The ANZSBT Guidelines for the Administration of Blood Products identify that TRALI can occur unpredictably and progress rapidly, therefore further indicating the need for close observation throughout the transfusion. TRALIs must be reported to the institution's incident reporting system and reviewed by the hospital transfusion committee or other defined governance committee.

The Blood Service provides guidance on the recognition, investigation and management of TRALI.[31]

  • When to suspect this adverse reaction?

    Acute onset of fever, chills, dyspnoea, tachypnoea, tachycardia, hypotension, hypoxaemia and noncardiogenic bilateral pulmonary oedema leading to respiratory failure during or within 6 hours of transfusion.

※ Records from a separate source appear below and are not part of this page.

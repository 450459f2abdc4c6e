#[cfg(test)]
mod tests {
    use proptest::prelude::*;

    use pqseal_core::compression::codecs::lz4::Lz4;
    use pqseal_core::scheme::{SchemeError, SchemeFamily, SchemeName, Schemes};

    #[test]
    fn standard_inventory() {
        let schemes = Schemes::standard();
        assert_eq!(schemes.names(SchemeFamily::Compression), ["DEFLATE", "GZIP", "LZ4", "ZSTD"]);
        assert!(schemes.aead.contains("xchacha20-blake3"));
        assert!(schemes.kem.contains("ML-KEM-1024"));
        assert!(schemes.signature.contains("dilithium3"));
        for family in SchemeFamily::ALL {
            assert!(!schemes.names(family).is_empty(), "{family} is empty");
        }
    }

    #[test]
    fn unknown_name_reports_family() {
        let schemes = Schemes::standard();
        let err = schemes.lookup(SchemeFamily::Kdf, "pbkdf2").err().unwrap();
        assert_eq!(err, SchemeError::Unknown { family: SchemeFamily::Kdf, name: "PBKDF2".into() });
        assert_eq!(err.to_string(), "unknown kdf scheme: PBKDF2");
    }

    #[test]
    fn names_do_not_cross_families() {
        let schemes = Schemes::standard();
        assert!(schemes.hash.by_name("ZSTD").is_err());
        assert!(schemes.compression.by_name("SHA256").is_err());
    }

    #[test]
    #[should_panic(expected = "duplicate")]
    fn duplicate_registration_panics() {
        let mut schemes = Schemes::standard();
        schemes.compression.register(std::sync::Arc::new(Lz4));
    }

    proptest! {
        #[test]
        fn prop_lookup_is_idempotent_and_case_insensitive(
            idx in 0usize..4,
            mask in proptest::collection::vec(any::<bool>(), 8),
        ) {
            let schemes = Schemes::standard();
            let names = schemes.names(SchemeFamily::Compression);
            let name = names[idx];
            let mixed: String = name
                .chars()
                .zip(mask.iter().cycle())
                .map(|(c, lower)| if *lower { c.to_ascii_lowercase() } else { c })
                .collect();

            let a = schemes.compression.by_name(&mixed).unwrap();
            let b = schemes.compression.by_name(a.name()).unwrap();
            prop_assert_eq!(a.name(), name);
            prop_assert_eq!(&a, &b);
            prop_assert_eq!(SchemeName::new(&mixed), a.encode());
        }
    }
}
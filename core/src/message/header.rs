//! message/header.rs
//!
//! Message header and the associated-data context derived from it.
//!
//! Design notes:
//! - Every field is optional; an all-absent header is a plain message.
//! - Optional fields are omitted from the CBOR map, never written as null.
//! - The AD context covers every header field fixed before encryption. The
//!   `Encryption` descriptor binds itself separately (cipher name, recipients).

use serde::{Deserialize, Serialize};

use crate::crypto::Fingerprint;
use crate::encryption::Encryption;
use crate::message::wire::{self, PacketType};
use crate::scheme::{Algorithm, SchemeName, Schemes};
use crate::compression::CompressionScheme;
use crate::types::MessageError;
use crate::utils::is_zero_i64;

/// Optional file metadata. All-zero means absent.
#[derive(Clone, Debug, Default, PartialEq, Eq, Serialize, Deserialize)]
pub struct FileInfo {
    #[serde(default, skip_serializing_if = "String::is_empty")]
    pub name: String,
    #[serde(default, skip_serializing_if = "is_zero_i64")]
    pub created: i64,
    #[serde(default, skip_serializing_if = "is_zero_i64")]
    pub modified: i64,
}

impl FileInfo {
    pub fn new(name: impl Into<String>) -> Self {
        Self { name: name.into(), ..Self::default() }
    }

    pub fn with_times(mut self, created: i64, modified: i64) -> Self {
        self.created = created;
        self.modified = modified;
        self
    }

    pub fn is_empty(&self) -> bool {
        self.name.is_empty() && self.created == 0 && self.modified == 0
    }
}

/// Compression algorithm and the level it ran at.
#[derive(Clone, Debug, PartialEq, Eq, Serialize, Deserialize)]
pub struct CompressionInfo {
    pub algorithm: SchemeName,
    #[serde(default, skip_serializing_if = "Option::is_none")]
    pub level: Option<i32>,
}

impl CompressionInfo {
    pub fn resolve(&self, schemes: &Schemes) -> Result<Algorithm<dyn CompressionScheme>, MessageError> {
        Ok(Algorithm::decode(&self.algorithm, &schemes.compression)?)
    }
}

#[derive(Clone, Debug, Default, PartialEq, Serialize, Deserialize)]
pub struct Header {
    /// Signer fingerprint; absent means unsigned.
    #[serde(default, skip_serializing_if = "Option::is_none")]
    pub sender: Option<Fingerprint>,
    /// Signing time, unix seconds.
    #[serde(default, skip_serializing_if = "is_zero_i64")]
    pub time: i64,
    #[serde(default, skip_serializing_if = "Option::is_none")]
    pub encryption: Option<Encryption>,
    #[serde(default, skip_serializing_if = "Option::is_none")]
    pub compression: Option<CompressionInfo>,
    #[serde(default, skip_serializing_if = "FileInfo::is_empty")]
    pub file: FileInfo,
}

#[derive(Serialize)]
struct AadContext<'h> {
    packet: u8,
    #[serde(skip_serializing_if = "Option::is_none")]
    sender: Option<&'h Fingerprint>,
    time: i64,
    #[serde(skip_serializing_if = "Option::is_none")]
    compression: Option<&'h CompressionInfo>,
    file: &'h FileInfo,
}

impl Header {
    pub fn is_signed(&self) -> bool {
        self.sender.is_some_and(|fp| !fp.is_empty())
    }

    pub fn is_encrypted(&self) -> bool {
        self.encryption.is_some()
    }

    pub fn is_compressed(&self) -> bool {
        self.compression.is_some()
    }

    /// CBOR of the header fields authenticated by the body cipher.
    pub fn aad_context(&self) -> Result<Vec<u8>, MessageError> {
        wire::to_cbor(&AadContext {
            packet: PacketType::Message.into(),
            sender: self.sender.as_ref(),
            time: self.time,
            compression: self.compression.as_ref(),
            file: &self.file,
        })
    }

    /// Resolve every scheme name the header carries.
    pub fn validate(&self, schemes: &Schemes) -> Result<(), MessageError> {
        if let Some(info) = &self.compression {
            info.resolve(schemes)?.validate_level(info.level)?;
        }
        if let Some(enc) = &self.encryption {
            enc.validate(schemes)?;
        }
        Ok(())
    }
}

#[cfg(test)]
mod tests {
    use super::*;

    #[test]
    fn empty_header_encodes_as_empty_map() {
        let bytes = wire::to_cbor(&Header::default()).unwrap();
        assert_eq!(bytes, [0xa0]);
        let (back, _): (Header, usize) = wire::read_item(&bytes[..]).unwrap();
        assert_eq!(back, Header::default());
    }

    #[test]
    fn aad_context_tracks_header_fields() {
        let plain = Header::default();
        let named = Header { file: FileInfo::new("notes.txt"), ..Header::default() };
        assert_ne!(plain.aad_context().unwrap(), named.aad_context().unwrap());

        let timed = Header { time: 42, ..Header::default() };
        assert_ne!(plain.aad_context().unwrap(), timed.aad_context().unwrap());
    }

    #[test]
    fn unknown_compression_is_a_scheme_error() {
        let schemes = Schemes::standard();
        let header = Header {
            compression: Some(CompressionInfo { algorithm: "brotli".into(), level: None }),
            ..Header::default()
        };
        assert!(matches!(header.validate(&schemes), Err(MessageError::Scheme(_))));
    }
}
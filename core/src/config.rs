//! config.rs
//! Scheme choices and sizing for message construction.
//!
//! Loadable from JSON; every field has a default so partial documents work.

use serde::{Deserialize, Serialize};

use crate::constants::{defaults, DEFAULT_CHUNK_SIZE, MAX_CHUNK_SIZE, MIN_CHUNK_SIZE};
use crate::crypto::KdfCost;
use crate::scheme::Schemes;
use crate::types::MessageError;

#[derive(Clone, Debug, PartialEq, Serialize, Deserialize)]
#[serde(default)]
pub struct MessageConfig {
    /// Body cipher for every encrypter.
    pub cipher: String,
    /// Passphrase KDF.
    pub kdf: String,
    /// `None` uses the KDF's own default cost.
    pub kdf_cost: Option<KdfCost>,
    /// Expander turning KEM/group secrets into body keys.
    pub expand: String,
    pub chunk_size: usize,
    /// Compression applied when the builder is not told otherwise.
    pub compression: Option<String>,
    pub compression_level: Option<i32>,
}

impl Default for MessageConfig {
    fn default() -> Self {
        Self {
            cipher: defaults::CIPHER.to_string(),
            kdf: defaults::KDF.to_string(),
            kdf_cost: None,
            expand: defaults::EXPAND.to_string(),
            chunk_size: DEFAULT_CHUNK_SIZE,
            compression: None,
            compression_level: None,
        }
    }
}

impl MessageConfig {
    pub fn from_json(text: &str) -> Result<Self, MessageError> {
        serde_json::from_str(text).map_err(|e| MessageError::Config(e.to_string()))
    }

    pub fn to_json(&self) -> Result<String, MessageError> {
        serde_json::to_string_pretty(self).map_err(|e| MessageError::Config(e.to_string()))
    }

    /// Resolve every name and bound the chunk size.
    pub fn validate(&self, schemes: &Schemes) -> Result<(), MessageError> {
        validate_chunk_size(self.chunk_size)?;
        schemes.aead.by_name(&self.cipher)?;
        schemes.expand.by_name(&self.expand)?;
        let kdf = schemes.kdf.by_name(&self.kdf)?;
        if let Some(cost) = &self.kdf_cost {
            kdf.validate_cost(cost)?;
        }
        if let Some(name) = &self.compression {
            schemes.compression.by_name(name)?.validate_level(self.compression_level)?;
        }
        Ok(())
    }
}

pub(crate) fn validate_chunk_size(chunk_size: usize) -> Result<(), MessageError> {
    if !(MIN_CHUNK_SIZE..=MAX_CHUNK_SIZE).contains(&chunk_size) {
        return Err(MessageError::Config(format!(
            "chunk size {chunk_size} outside {MIN_CHUNK_SIZE}..={MAX_CHUNK_SIZE}"
        )));
    }
    Ok(())
}
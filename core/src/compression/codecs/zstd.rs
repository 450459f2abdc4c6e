//! compression/codecs/zstd.rs
//!
//! Zstd streaming codec.
//!
//! Design notes:
//! - One zstd frame per message body; the frame epilogue is written at close.
//! - The decoder stops with an error if the body ends inside a frame.

use std::io::BufReader;
use std::ops::RangeInclusive;

use crate::compression::types::{
    CompressionError, CompressionScheme, DecoderSource, EncoderSink, StreamDecoder, StreamEncoder,
};
use crate::scheme::Scheme;

pub const DEFAULT_LEVEL_ZSTD: i32 = 6;
const NAME: &str = "ZSTD";

pub struct Zstd;

impl Scheme for Zstd {
    fn name(&self) -> &'static str {
        NAME
    }
}

impl CompressionScheme for Zstd {
    fn level_range(&self) -> Option<RangeInclusive<i32>> {
        Some(1..=22)
    }

    fn default_level(&self) -> Option<i32> {
        Some(DEFAULT_LEVEL_ZSTD)
    }

    fn encoder<'a>(
        &self,
        sink: EncoderSink<'a>,
        level: Option<i32>,
    ) -> Result<Box<dyn StreamEncoder<'a> + 'a>, CompressionError> {
        let level = level.unwrap_or(DEFAULT_LEVEL_ZSTD);
        let encoder = zstd::stream::write::Encoder::new(sink, level)
            .map_err(|e| CompressionError::CodecInitFailed { scheme: NAME, msg: e.to_string() })?;
        Ok(Box::new(encoder))
    }

    fn decoder<'a>(&self, source: DecoderSource<'a>) -> Result<Box<dyn StreamDecoder<'a> + 'a>, CompressionError> {
        let decoder = zstd::stream::read::Decoder::new(source)
            .map_err(|e| CompressionError::CodecInitFailed { scheme: NAME, msg: e.to_string() })?;
        Ok(Box::new(decoder))
    }
}

impl<'a> StreamEncoder<'a> for zstd::stream::write::Encoder<'static, EncoderSink<'a>> {
    fn finish(self: Box<Self>) -> Result<EncoderSink<'a>, CompressionError> {
        zstd::stream::write::Encoder::finish(*self)
            .map_err(|e| CompressionError::CodecProcessFailed { scheme: NAME, msg: e.to_string() })
    }
}

impl<'a> StreamDecoder<'a> for zstd::stream::read::Decoder<'static, BufReader<DecoderSource<'a>>> {
    fn into_source(self: Box<Self>) -> DecoderSource<'a> {
        zstd::stream::read::Decoder::finish(*self).into_inner()
    }
}
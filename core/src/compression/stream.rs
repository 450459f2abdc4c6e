//! compression/stream.rs
//! Compression as write/read stages of the body chain.
//!
//! Design notes:
//! - The encoder wraps the encrypt stage (or the envelope), so compression sees
//!   plaintext and emits what the cipher consumes.
//! - The decoder pulls from the decrypt stage. Decoders do not drain the source on
//!   close; the decrypt stage or the envelope below deals with leftover bytes.

use std::io::{self, Read, Write};

use crate::compression::types::{CompressionScheme, StreamDecoder, StreamEncoder};
use crate::message::stages::{BoxedReader, BoxedWriter, Closed, ReadStage, StageArtifact, WriteStage};
use crate::scheme::Algorithm;
use crate::telemetry::{Stage, StageClock, StageReport, Tally};

pub struct CompressingWriter<'a> {
    encoder: Box<dyn StreamEncoder<'a> + 'a>,
    report: StageReport,
    clock: StageClock,
}

impl<'a> CompressingWriter<'a> {
    pub fn new(
        scheme: &Algorithm<dyn CompressionScheme>,
        level: Option<i32>,
        inner: BoxedWriter<'a>,
    ) -> Result<Self, crate::compression::CompressionError> {
        let level = scheme.validate_level(level)?;
        let encoder = scheme.encoder(Tally::new(inner), level)?;
        tracing::debug!(scheme = scheme.name(), ?level, "compression stage installed");
        Ok(Self { encoder, report: StageReport::new(Stage::Compress), clock: StageClock::default() })
    }
}

impl Write for CompressingWriter<'_> {
    fn write(&mut self, buf: &[u8]) -> io::Result<usize> {
        let encoder = &mut self.encoder;
        let n = self.clock.run(|| encoder.write(buf))?;
        self.report.bytes_in += n as u64;
        Ok(n)
    }

    fn flush(&mut self) -> io::Result<()> {
        self.encoder.flush()
    }
}

impl<'a> WriteStage<'a> for CompressingWriter<'a> {
    fn stage(&self) -> Stage {
        Stage::Compress
    }

    fn close(self: Box<Self>) -> Closed<BoxedWriter<'a>> {
        let CompressingWriter { encoder, mut report, mut clock } = *self;
        let finished = clock.run(|| encoder.finish());
        report.elapsed = clock.spent();
        match finished {
            Ok(sink) => {
                report.bytes_out = sink.byte_count();
                Closed { inner: Some(sink.into_inner()), report, result: Ok(StageArtifact::None) }
            }
            // The encoder owned the sink; the inner stages go down with it.
            Err(e) => Closed { inner: None, report, result: Err(e.into()) },
        }
    }
}

pub struct DecompressingReader<'a> {
    decoder: Box<dyn StreamDecoder<'a> + 'a>,
    report: StageReport,
    clock: StageClock,
}

impl<'a> DecompressingReader<'a> {
    pub fn new(
        scheme: &Algorithm<dyn CompressionScheme>,
        inner: BoxedReader<'a>,
    ) -> Result<Self, crate::compression::CompressionError> {
        let decoder = scheme.decoder(Tally::new(inner))?;
        tracing::debug!(scheme = scheme.name(), "decompression stage installed");
        Ok(Self { decoder, report: StageReport::new(Stage::Decompress), clock: StageClock::default() })
    }
}

impl Read for DecompressingReader<'_> {
    fn read(&mut self, buf: &mut [u8]) -> io::Result<usize> {
        let decoder = &mut self.decoder;
        let n = self.clock.run(|| decoder.read(buf))?;
        self.report.bytes_out += n as u64;
        Ok(n)
    }
}

impl<'a> ReadStage<'a> for DecompressingReader<'a> {
    fn stage(&self) -> Stage {
        Stage::Decompress
    }

    fn close(self: Box<Self>) -> Closed<BoxedReader<'a>> {
        let DecompressingReader { decoder, mut report, clock } = *self;
        report.elapsed = clock.spent();
        let source = decoder.into_source();
        report.bytes_in = source.byte_count();
        Closed { inner: Some(source.into_inner()), report, result: Ok(StageArtifact::None) }
    }
}
use std::fmt;
use num_enum::TryFromPrimitive;

/// Canonical form of a scheme name: trimmed and upper-cased.
#[inline]
pub fn normalize_name(name: &str) -> String {
    name.trim().to_ascii_uppercase()
}

pub fn enum_name_or_hex<T>(raw: T::Primitive) -> String
where
    T: TryFromPrimitive + fmt::Debug,
    T::Primitive: fmt::LowerHex,
{
    match T::try_from_primitive(raw) {
        Ok(variant) => format!("{:?}", variant),
        Err(_) => format!("0x{:x}", raw),
    }
}

pub fn fmt_bytes(b: &[u8]) -> String {
    if b.iter().all(|&c| c.is_ascii_graphic() || c == b' ') {
        format!("b\"{}\"", String::from_utf8_lossy(b))
    } else {
        format!("0x{}", hex::encode(b))
    }
}

/// Current wall clock as unix seconds.
#[inline]
pub fn now_unix() -> i64 {
    chrono::Utc::now().timestamp()
}

pub(crate) fn is_zero_i64(v: &i64) -> bool {
    *v == 0
}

    TRALI has been implicated in transfusion of unfractionated plasma-containing components (red cells, platelets and plasma).

    Its incidence is variably reported between 1:1,200 to 1:190,000 transfusions with estimates around 1:10,000 most commonly reported.

  • Usual causes?

    The most widely held pathogenesis theory is that HLA or HNA antibodies found in the donor's plasma are directed against the recipient's leucocyte antigen.

    The antigen-antibody reaction activates neutrophils in the lung microcirculation, releasing oxidases and proteases that damage blood vessels and make them leak. Biological response modifiers, such as biologically active lipids can accumulate in some cellular components during storage and may also induce TRALI in susceptible patients.

  • Investigation

    TRALI has many clinical features in common with fluid overload or cardiogenic pulmonary oedema and careful clinical assessment is required.

    Acute haemolytic reaction or transfusion associated sepsis may have similar initial clinical findings. DAT, blood count and repeat ABO grouping may be indicated.

    Once TRALI is clinically suspected, test the donor and recipient serum for HLA and HNA antibodies and perform an HLA type on the recipient as demonstration of these antibodies supports diagnosis. TRALI testing is specialised and contact with the Blood Service is necessary.

    Chest X-ray will show bilateral interstitial infiltrates.

  • What to do?

    Stop transfusion immediately and follow other steps for managing suspected transfusion reactions.

    Provide cardiovascular and airway support. Administer supplemental oxygen and employ ventilation as necessary. Diuretics are not beneficial.

    This may become a medical emergency; support blood pressure and maintain an open airway.

    Notify your Transfusion Service Provider to contact the Blood Service so related components from the same donor can be quarantined and tested to prevent TRALI in other recipients.